Deliciosa fue, bien o mal, la reacción que desde mi estómago a mi mano pasando por mi cabeza (no puedo decir que acertadamente dubitativamente claramente porque aún desconozco su estado [a veces creo que vuelve a ser y otras parece que sigue buscando entre tinieblas]) la nota que hace unos días leí en un diario sobre lo que representaba los recuerdos de las comidas familiares o no: de la comida heredada y que, para mí, es todo un aprendizaje como si alguien te explica física cuántica y la entendés en tu realidad de anormalmente normal.

Deliciosa fue, bien de bien y más porque distan diez mil kilómetros de mi actualidad, estos días de recuerdos de la juliana (no me gusta porque tiene un ojo duro y del otro no digo nada por que sólo tiene uno, cantito con los viejos intentaban que la risa ayudase a convencerme de que estaba rica), del tuco para los ravioles del domingo, de los canelones de verdura, la pascualina más rica fría, de la pasta frola de las tardes para el té y que Rosa nos enseñaba a amasarla para galletas y sobre las baldosas de la cocina.

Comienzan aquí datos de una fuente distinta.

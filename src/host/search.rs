//! Gmail-style search for the local mailbox.
//!
//! # Supported syntax
//!
//! **Free text**: `invoice` matches subject, from and to.
//!
//! **Field-specific**:
//! - `from:user@example.com` / `to:dest@example.com`
//! - `subject:invoice`
//! - `label:inbox`
//! - `filename:report.pdf`
//! - `rfc822msgid:<message-id@domain>`
//! - `has:attachment`
//!
//! **Date filters** (`YYYY-MM-DD` or `YYYY/MM/DD`, local calendar):
//! - `after:2024-01-01`: on or after that day
//! - `before:2024-06-01`: strictly before that day
//!
//! **Operators**: implicit AND, `OR`, `-term`, `"exact phrase"`.

use chrono::{DateTime, FixedOffset, Local, NaiveDate, Utc};

use crate::model::query::tokenize;

/// Which field to search.
#[derive(Debug, Clone, PartialEq, Eq)]
pub enum SearchField {
    /// Subject + from + to.
    All,
    From,
    To,
    Subject,
    Label,
    Filename,
    MessageId,
}

/// How to match text.
#[derive(Debug, Clone, PartialEq, Eq)]
pub enum SearchOperator {
    /// Case-insensitive substring match.
    Contains(String),
    /// Exact quoted phrase (still case-insensitive).
    Exact(String),
}

#[derive(Debug, Clone)]
pub struct SearchTerm {
    pub field: SearchField,
    pub operator: SearchOperator,
    pub negated: bool,
}

/// A parsed search string.
#[derive(Debug, Clone, Default)]
pub struct SearchQuery {
    pub terms: Vec<SearchTerm>,
    /// Inclusive lower bound on the local date.
    pub after: Option<NaiveDate>,
    /// Exclusive upper bound on the local date.
    pub before: Option<NaiveDate>,
    pub has_attachment: Option<bool>,
    /// Any term may match instead of all.
    pub is_or: bool,
}

/// What the matcher needs to know about a message.
#[derive(Debug, Clone, Default)]
pub struct MessageMeta {
    pub date: DateTime<Utc>,
    pub from: String,
    pub to: String,
    pub subject: String,
    pub message_id: String,
    pub labels: Vec<String>,
    pub filenames: Vec<String>,
}

/// Parse a query string. Never fails; unknown syntax is free text.
pub fn parse_query(input: &str) -> SearchQuery {
    let mut query = SearchQuery::default();
    let tokens = tokenize(input.trim());
    query.is_or = tokens.iter().any(|t| t == "OR");

    for token in &tokens {
        if token == "OR" {
            continue;
        }

        let (negated, token) = match token.strip_prefix('-') {
            Some(stripped) if !stripped.is_empty() => (true, stripped),
            _ => (false, token.as_str()),
        };

        let field_term = |field: SearchField, value: &str| SearchTerm {
            field,
            operator: make_operator(value),
            negated,
        };

        if let Some(value) = token.strip_prefix("from:") {
            query.terms.push(field_term(SearchField::From, value));
        } else if let Some(value) = token.strip_prefix("to:") {
            query.terms.push(field_term(SearchField::To, value));
        } else if let Some(value) = token.strip_prefix("subject:") {
            query.terms.push(field_term(SearchField::Subject, value));
        } else if let Some(value) = token.strip_prefix("label:") {
            query.terms.push(field_term(SearchField::Label, value));
        } else if let Some(value) = token.strip_prefix("filename:") {
            query.terms.push(field_term(SearchField::Filename, value));
        } else if let Some(value) = token.strip_prefix("rfc822msgid:") {
            let bare = value.trim_start_matches('<').trim_end_matches('>');
            query.terms.push(field_term(SearchField::MessageId, bare));
        } else if let Some(value) = token.strip_prefix("has:") {
            if matches!(value, "attachment" | "attachments") {
                query.has_attachment = Some(!negated);
            }
        } else if let Some(value) = token.strip_prefix("after:") {
            query.after = parse_day(value);
        } else if let Some(value) = token.strip_prefix("before:") {
            query.before = parse_day(value);
        } else {
            query.terms.push(field_term(SearchField::All, token));
        }
    }

    query
}

/// Check a message against a parsed query.
///
/// Dates are compared in the calendar of `offset`, or the process timezone.
pub fn matches(meta: &MessageMeta, query: &SearchQuery, offset: Option<FixedOffset>) -> bool {
    let day = match offset {
        Some(tz) => meta.date.with_timezone(&tz).date_naive(),
        None => meta.date.with_timezone(&Local).date_naive(),
    };
    if query.after.is_some_and(|after| day < after) {
        return false;
    }
    if query.before.is_some_and(|before| day >= before) {
        return false;
    }
    if let Some(want) = query.has_attachment {
        if meta.filenames.is_empty() == want {
            return false;
        }
    }

    if query.terms.is_empty() {
        return true;
    }
    if query.is_or {
        query.terms.iter().any(|t| term_matches(meta, t))
    } else {
        query.terms.iter().all(|t| term_matches(meta, t))
    }
}

fn term_matches(meta: &MessageMeta, term: &SearchTerm) -> bool {
    let op = &term.operator;
    let raw_match = match term.field {
        SearchField::All => {
            matches_text(&meta.subject, op)
                || matches_text(&meta.from, op)
                || matches_text(&meta.to, op)
        }
        SearchField::From => matches_text(&meta.from, op),
        SearchField::To => matches_text(&meta.to, op),
        SearchField::Subject => matches_text(&meta.subject, op),
        SearchField::Label => meta.labels.iter().any(|l| matches_text(l, op)),
        SearchField::Filename => meta.filenames.iter().any(|f| matches_text(f, op)),
        SearchField::MessageId => matches_text(&meta.message_id, op),
    };

    raw_match != term.negated
}

fn matches_text(haystack: &str, op: &SearchOperator) -> bool {
    let haystack_lower = haystack.to_lowercase();
    match op {
        SearchOperator::Contains(needle) => haystack_lower.contains(needle),
        SearchOperator::Exact(phrase) => haystack_lower == *phrase,
    }
}

/// Quoted values match exactly, anything else as a substring.
fn make_operator(value: &str) -> SearchOperator {
    match value.strip_prefix('"').and_then(|s| s.strip_suffix('"')) {
        Some(unquoted) => SearchOperator::Exact(unquoted.to_lowercase()),
        None => SearchOperator::Contains(value.to_lowercase()),
    }
}

fn parse_day(value: &str) -> Option<NaiveDate> {
    NaiveDate::parse_from_str(value, "%Y-%m-%d")
        .or_else(|_| NaiveDate::parse_from_str(value, "%Y/%m/%d"))
        .ok()
}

Pero especial recuerdo tengo de las milanesas (las de la vieja eran insuperables aunque de tanto romper las pelotas un día me enseñó a hacerlas con siete u ocho años y me sumé al ranking [cosa que he repetido con mis gurises]), finitas con papas fritas, de la pizza y el fainá que poniendo cara de bueno iba al Hispano (me río de los just eat y demás delivery) a comprar. Y por supuesto, la estrella montevideana eran los asados que desde media mañana le daban ese gusto especial a la ciudad porque además de parrillas estaban las obras donde el almuerzo era el medio tanque donde arrimar unas tiras de asado, chorizos y morcillas (los chinchulines, mollejas, riñones eran hogareñas). Seguramente la memoria me flaquea y hay muchas más cosas pero por ahí, leída la nota me vinieron centradas para cabecearlas. Deliciosas.

“Pero A fuego lento desata también otras nostalgias. La de todas las mujeres próximas que cocinaron para ti, creando una corriente de amor a través de bacalaos al ajoarriero, empanadas caseras y croquetas de rapante sin los que, seguro, serías una persona peor”. Tiene razón, mucha deliciosa razón, aunque nuestros jugos gástricos se exciten con campanitas diversas. Brindo por que nunca se nos olviden sí es posible, claro, porque detrás están personas vivencias amores y es deliciosa, recuerda.